Look at the baby food on offer in any supermarket and there will be a wide range of flavours - winter vegetable mix or fruit salad puree, even vegetable curry.
Yet INRA researcher Sophie Nicklaus says this mix of flavours is not necessarily a good thing. Speaking in French at the Méditerranée à Déguster conference in Montpellier last week, she said: “It’s really important that children discover the taste of each vegetable individually. Children who have only eaten mixed vegetable purees will not differentiate between the flavours … meaning they won’t really like the taste of individual vegetables.”
Research from biopsychologist Marion Hetherington backs this. In a study published in Appetite Journal she found that slowly introducing babies to purees made up of one vegetable only (either carrots, green beans, spinach or broccoli) made the babies more receptive afterwards to trying (and liking) other vegetables.
“The strategy (of mixing vegetables or masking them with other flavours) probably does not allow for familiarisation with the visual, olfactory, gustatory or textural properties of vegetables.
“In other words, this approach leads to vegetable intake but not to learning to like, eat and recognize vegetables.”
She said the study supported the practice of introducing children to vegetables one at a time, a practice that is widespread in France and encouraged by health policy-makers there.
Baby food is growing up
According to Nicklaus, baby food trends or habits are culturally linked, reflecting the culinary norms of each country. In Denmark parents use raw vegetable purees; in Portugal they are mixed with olive oil.
And because baby food manufacturers clearly have to appeal to parents as well as and babies, flavours reflect adult consumer trends with exotic ingredients such as amaranth, quinoa or buckwheat.

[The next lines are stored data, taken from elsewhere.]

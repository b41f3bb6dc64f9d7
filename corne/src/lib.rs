//! # Corne
//!
//! Keymap engine for a split 3x6+3 keyboard: layered keymap with tap-hold and one shot
//! keys, key chords, compose actions for accented chars and an OLED layer status line.
//!
//! Key events go in through [`keyboard::Keyboard::process_event`] or
//! [`keyboard::Keyboard::scan`], HID reports come out through a [`report::HidReporter`].

#![cfg_attr(not(test), no_std)]

// This mod MUST go first, so that the others see its macros.
#[macro_use]
pub(crate) mod fmt;

pub use corne_types::{action, keycode, modifier};

pub mod combo;
pub mod compose;
pub mod config;
pub mod display;
pub mod event;
pub mod keyboard;
pub mod keymap;
pub mod keymaps;
pub mod layer_state;
pub mod layout;
pub mod layout_macro;
pub mod report;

Some baby food manufacturers are catching on to the idea that nurturing a taste for single vegetables can widen a baby’s palate later in life. Sprout Organic and Earth’s Best have a range of single veggie purees - butternut squash, carrot, green bean, and sweet potato.
These also sit alongside more elaborate combinations such as sweet potato, white beans and cinnamon, perhaps reflecting parents' desire to accustom their children to real-life flavours - not many adults sit down to a meal of pureed spinach.
Attitude matters too
Nicklaus and the researchers at the Centre des Sciences du Goût et de l'Alimentation (Centre for Taste and Food Science) in Dijon found another factor at play in fostering a wide palate - attitude. Parents who took an interest in the provenance, freshness and quality of the baby food tended to have babies who were less ‘difficult’ and more open to trying new flavours.
She said this probably stemmed from the fact that these parents focused more on the food rather than the child’s individual preferences during mealtimes – eating the food themselves, talking about the food and gently encouraging – but not insisting - that the child tries it.
Rosie Dodds, senior policy adviser at UK parenting charity NCT said this approach – giving greater freedom to the child to select food during weaning – has been confirmed both by parents and researchers.
“Anecdotally, parents say that babies who can choose what to feed themselves seem to have wider food tastes… There is evidence that a maternal feeding style that is low in control is better for the development of the child’s eating style and weight.
“[Researcher] Gill Rapley suggests that the baby-led weaning method allows babies to regulate their own food intake according to appetite and may reduce food fussiness.”
So what advice should baby food manufacturers take on board apart from developing more single vegetable products?
For Nicklaus, affordability is key – there is no point in making nutritious products if they are priced out of most parents’ range, although she recognised that there was a valid reason behind this: “Food restrictions relating to pesticides are imposed on manufacturers of baby food. These are quite different to adult food and it means that the price is often higher.”
Dodds said manufacturers should stop adding salt and sugar to baby food, and also urged them to comply with WHO advice:
“All the large-scale manufacturers still label foods ‘from 4 months’ in the UK, although I understand Marks and Spencer now have a range which starts at 6 months.
"It is unnecessarily confusing for parents and about time the EU came into line with WHO recommendations [which state] the minimum age foods should be labelled is from 6 months,” she said.
Source: Appetite Journal
First published online 18 October 2014 http://dx.doi.org/10.1016/j.appet.2014.10.014
“A step-by-step introduction to vegetables at the beginning of complementary feeding. The effects of early and repeated exposure.”
Authors: Marion M. Hetherington et al.